Have you ever looked at a map of crime in your city and tried to figure out what areas have high crime rates? Have you explored other types of information, such as school locations, parks, and demographics to try to determine the best location to buy a new home? Whenever we look at a map, we inherently start turning that map into information by analyzing its contents—finding patterns, assessing trends, or making decisions. This process is called “spatial analysis,” and it’s what our eyes and minds do naturally whenever we look at a map.
Spatial analysis is the most intriguing and remarkable aspect of GIS. Using spatial analysis, you can combine information from many independent sources and derive new sets of information (results) by applying a sophisticated set of spatial operators. This comprehensive collection of spatial analysis tools extends your ability to answer complex spatial questions. Statistical analysis can determine if the patterns that you see are significant. You can analyze various layers to calculate the suitability of a place for a particular activity. And by employing image analysis, you can detect change over time. These tools and many others, which are part of ArcGIS, enable you to address critically important questions and decisions that are beyond the scope of simple visual analysis. Here are some of the foundational spatial analyses and examples of how they are applied in the real world.
This 3D hot spot analysis of 20 years of storm cell data across the United States uses the vertical z-axis to represent time, so when tilted just right in a 3D viewer, it shows two decades of change in storm activity.
Using data complied by the National Drought Mitigation Center from numerous agencies, this map focuses on the widely varying degrees of drought in Texas from 2011 to 2016.
This space–time trend analysis of Florida auto crash data factors in time of day and underlying road conditions to identify new hot spots.
Statistical analyses can identify patterns in events that might otherwise seem random and unconnected, such as crimes in San Francisco.
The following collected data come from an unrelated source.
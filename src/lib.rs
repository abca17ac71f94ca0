//! # Xiphos
//!
//! A document search engine over a large, static text corpus.
//!
//! ## Features
//!
//! - Write-once, segmented binary posting-list storage
//! - Offset-indexed posting directory over pluggable storage backends
//! - BM25 scoring fused with external authority signals
//! - Concurrent per-term posting retrieval at query time
//! - Pluggable text normalization

pub mod analysis;
pub mod authority;
pub mod cli;
pub mod error;
pub mod index;
pub mod postings;
pub mod ranking;
pub mod search;
pub mod segment;
pub mod storage;

// Version information
pub const VERSION: &str = env!("CARGO_PKG_VERSION");
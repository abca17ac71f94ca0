//! Object-bucket storage implementation.
//!
//! Models a remote object store as a bucket of named, immutable blobs.
//! Blobs live in process memory; the remote transport itself is an
//! external collaborator, and this backend gives the rest of the engine
//! the same open/seek/read/write semantics as [`FileStorage`].
//!
//! [`FileStorage`]: crate::storage::FileStorage

use std::io::{Cursor, Read, Seek, SeekFrom, Write};
use std::sync::Arc;

use ahash::AHashMap;
use parking_lot::RwLock;

use crate::error::Result;
use crate::storage::traits::{Storage, StorageError, StorageInput, StorageOutput};

type Bucket = Arc<RwLock<AHashMap<String, Arc<[u8]>>>>;

/// An object-bucket storage backend.
#[derive(Debug, Clone)]
pub struct ObjectStorage {
    /// Bucket name, used only for diagnostics.
    bucket_name: String,
    /// The blobs stored in the bucket.
    blobs: Bucket,
}

impl ObjectStorage {
    /// Create a new empty bucket.
    pub fn new<S: Into<String>>(bucket_name: S) -> Self {
        ObjectStorage {
            bucket_name: bucket_name.into(),
            blobs: Arc::new(RwLock::new(AHashMap::new())),
        }
    }

    /// The bucket name.
    pub fn bucket_name(&self) -> &str {
        &self.bucket_name
    }

    /// Number of blobs in the bucket.
    pub fn blob_count(&self) -> usize {
        self.blobs.read().len()
    }
}

impl Storage for ObjectStorage {
    fn open_input(&self, name: &str) -> Result<Box<dyn StorageInput>> {
        let blobs = self.blobs.read();
        let data = blobs
            .get(name)
            .cloned()
            .ok_or_else(|| StorageError::FileNotFound(name.to_string()))?;

        Ok(Box::new(ObjectInput {
            name: name.to_string(),
            cursor: Cursor::new(data),
        }))
    }

    fn create_output(&self, name: &str) -> Result<Box<dyn StorageOutput>> {
        Ok(Box::new(ObjectOutput {
            name: name.to_string(),
            buffer: Vec::new(),
            blobs: Arc::clone(&self.blobs),
            closed: false,
        }))
    }

    fn file_exists(&self, name: &str) -> bool {
        self.blobs.read().contains_key(name)
    }

    fn list_files(&self) -> Result<Vec<String>> {
        let mut names: Vec<String> = self.blobs.read().keys().cloned().collect();
        names.sort();
        Ok(names)
    }

    fn file_size(&self, name: &str) -> Result<u64> {
        let blobs = self.blobs.read();
        let data = blobs
            .get(name)
            .ok_or_else(|| StorageError::FileNotFound(name.to_string()))?;
        Ok(data.len() as u64)
    }
}

/// A readable view over one blob.
#[derive(Debug)]
struct ObjectInput {
    name: String,
    cursor: Cursor<Arc<[u8]>>,
}

impl Read for ObjectInput {
    fn read(&mut self, buf: &mut [u8]) -> std::io::Result<usize> {
        self.cursor.read(buf)
    }
}

impl Seek for ObjectInput {
    fn seek(&mut self, pos: SeekFrom) -> std::io::Result<u64> {
        self.cursor.seek(pos)
    }
}

impl StorageInput for ObjectInput {
    fn name(&self) -> &str {
        &self.name
    }

    fn size(&self) -> Result<u64> {
        Ok(self.cursor.get_ref().len() as u64)
    }
}

/// A write buffer that becomes a blob on close.
///
/// The blob appears in the bucket only once the writer closes, matching
/// object-store upload semantics where partially written objects are
/// never visible.
#[derive(Debug)]
struct ObjectOutput {
    name: String,
    buffer: Vec<u8>,
    blobs: Bucket,
    closed: bool,
}

impl Write for ObjectOutput {
    fn write(&mut self, buf: &[u8]) -> std::io::Result<usize> {
        if self.closed {
            return Err(std::io::Error::other("output already closed"));
        }
        self.buffer.extend_from_slice(buf);
        Ok(buf.len())
    }

    fn flush(&mut self) -> std::io::Result<()> {
        Ok(())
    }
}

impl StorageOutput for ObjectOutput {
    fn name(&self) -> &str {
        &self.name
    }

    fn position(&self) -> u64 {
        self.buffer.len() as u64
    }

    fn close(&mut self) -> Result<()> {
        if !self.closed {
            self.closed = true;
            let data: Arc<[u8]> = std::mem::take(&mut self.buffer).into();
            self.blobs.write().insert(self.name.clone(), data);
        }
        Ok(())
    }
}

impl Drop for ObjectOutput {
    fn drop(&mut self) {
        let _ = self.close();
    }
}
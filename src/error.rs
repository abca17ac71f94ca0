//! Error types for the Xiphos library.
//!
//! All fallible operations return [`Result`], whose error type is the
//! [`XiphosError`] enum.

use std::io;

use thiserror::Error;

/// The main error type for Xiphos operations.
#[derive(Error, Debug)]
pub enum XiphosError {
    /// I/O errors (file operations, blob reads, etc.)
    #[error("I/O error: {0}")]
    Io(#[from] io::Error),

    /// Storage-related errors (missing segments, short reads, closed backends)
    #[error("Storage error: {0}")]
    Storage(String),

    /// Index-related errors (directory inconsistencies, bad snapshots)
    #[error("Index error: {0}")]
    Index(String),

    /// Serialization error (persisted statistics/directory objects)
    #[error("Serialization error: {0}")]
    Serialization(String),

    /// JSON serialization/deserialization errors
    #[error("JSON error: {0}")]
    Json(#[from] serde_json::Error),

    /// Generic error for other cases
    #[error("Error: {0}")]
    Other(String),
}

/// Result type alias for operations that may fail with XiphosError.
pub type Result<T> = std::result::Result<T, XiphosError>;

impl XiphosError {
    /// Create a new storage error.
    pub fn storage<S: Into<String>>(msg: S) -> Self {
        XiphosError::Storage(msg.into())
    }

    /// Create a new index error.
    pub fn index<S: Into<String>>(msg: S) -> Self {
        XiphosError::Index(msg.into())
    }

    /// Create a new invalid argument error.
    pub fn invalid_argument<S: Into<String>>(msg: S) -> Self {
        XiphosError::Other(format!("Invalid argument: {}", msg.into()))
    }
}

impl From<bincode::Error> for XiphosError {
    fn from(err: bincode::Error) -> Self {
        XiphosError::Serialization(err.to_string())
    }
}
GIS analysis is used to explore how effectively the citizens of Atlanta are being served by public transit in this large urban community. Anyone who commutes understands that the time of day matters as well. You can use this story map to explore levels of transit service for different time windows.
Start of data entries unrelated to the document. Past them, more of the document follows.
//! Posting types and the fixed-width posting codec.
//!
//! A posting records one term's occurrence count in one document. Encoded
//! form is a fixed [`TUPLE_SIZE`]-byte big-endian tuple: the document id
//! in the high 32 bits, the term frequency in the low 16 bits.
//!
//! The term-frequency field is lossy by contract: values above 65535 wrap
//! via `tf & TF_MASK`. Callers that need exact frequencies above 16 bits
//! must cap them before encoding.

use byteorder::{BigEndian, ByteOrder};
use serde::{Deserialize, Serialize};

use crate::error::{Result, XiphosError};

/// Document identifier.
///
/// 32 bits wide because the codec stores the id in the tuple's high
/// 32 bits; ids that do not fit cannot be constructed.
pub type DocId = u32;

/// Encoded size of one posting in bytes.
pub const TUPLE_SIZE: usize = 6;

/// Mask applied to term frequencies on encode.
pub const TF_MASK: u32 = 0xFFFF;

/// A single posting in a posting list.
#[derive(Debug, Clone, Copy, PartialEq, Eq, Serialize, Deserialize)]
pub struct Posting {
    /// Document ID.
    pub doc_id: DocId,
    /// Term frequency in the document.
    pub term_frequency: u32,
}

impl Posting {
    /// Create a new posting.
    pub fn new(doc_id: DocId, term_frequency: u32) -> Self {
        Posting {
            doc_id,
            term_frequency,
        }
    }
}

/// Append one encoded posting to `buf`.
///
/// The term frequency is truncated to 16 bits (`tf & TF_MASK`).
pub fn encode_posting(buf: &mut Vec<u8>, posting: Posting) {
    let mut tuple = [0u8; TUPLE_SIZE];
    BigEndian::write_u32(&mut tuple[0..4], posting.doc_id);
    BigEndian::write_u16(&mut tuple[4..6], (posting.term_frequency & TF_MASK) as u16);
    buf.extend_from_slice(&tuple);
}

/// Decode one posting from a fixed-width tuple.
pub fn decode_posting(tuple: &[u8; TUPLE_SIZE]) -> Posting {
    Posting {
        doc_id: BigEndian::read_u32(&tuple[0..4]),
        term_frequency: BigEndian::read_u16(&tuple[4..6]) as u32,
    }
}

/// Encode a full posting list into a contiguous byte buffer.
pub fn encode_posting_list(postings: &[Posting]) -> Vec<u8> {
    let mut buf = Vec::with_capacity(postings.len() * TUPLE_SIZE);
    for &posting in postings {
        encode_posting(&mut buf, posting);
    }
    buf
}

/// Decode exactly `count` postings from `bytes`.
///
/// Returns an error if `bytes` is not exactly `count * TUPLE_SIZE` long;
/// a mismatch means the posting directory disagrees with the stored
/// segment bytes.
pub fn decode_posting_list(bytes: &[u8], count: usize) -> Result<Vec<Posting>> {
    let expected = count * TUPLE_SIZE;
    if bytes.len() != expected {
        return Err(XiphosError::index(format!(
            "posting bytes length mismatch: expected {expected}, got {}",
            bytes.len()
        )));
    }

    let mut postings = Vec::with_capacity(count);
    for chunk in bytes.chunks_exact(TUPLE_SIZE) {
        let tuple: &[u8; TUPLE_SIZE] = chunk.try_into().expect("chunks_exact yields TUPLE_SIZE");
        postings.push(decode_posting(tuple));
    }
    Ok(postings)
}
Spatial analysis is used by people around the world to derive new information and make informed decisions. The organizations that use spatial analysis in their work are wide-ranging—local and state governments, national agencies, businesses of all kinds, utility companies, colleges and universities, NGOs—the list goes on. Here are just a few examples.
A spatial interaction model identifies the hot spots for crimes in Chicago.
This temporal analysis of the evolution of the 2010–2015 Texas drought applies both raster and vector analysis methods. The project succeeds because of the attention to the final information product: a story map.
Esri’s green infrastructure initiative set out to develop data for the continental United States of critical 100-acre patches depicting “intact habitat cores.” It is making this data freely available as source data for land-use planning and to create information products that help everyone understand the importance of preserving the nation’s remaining natural heritage.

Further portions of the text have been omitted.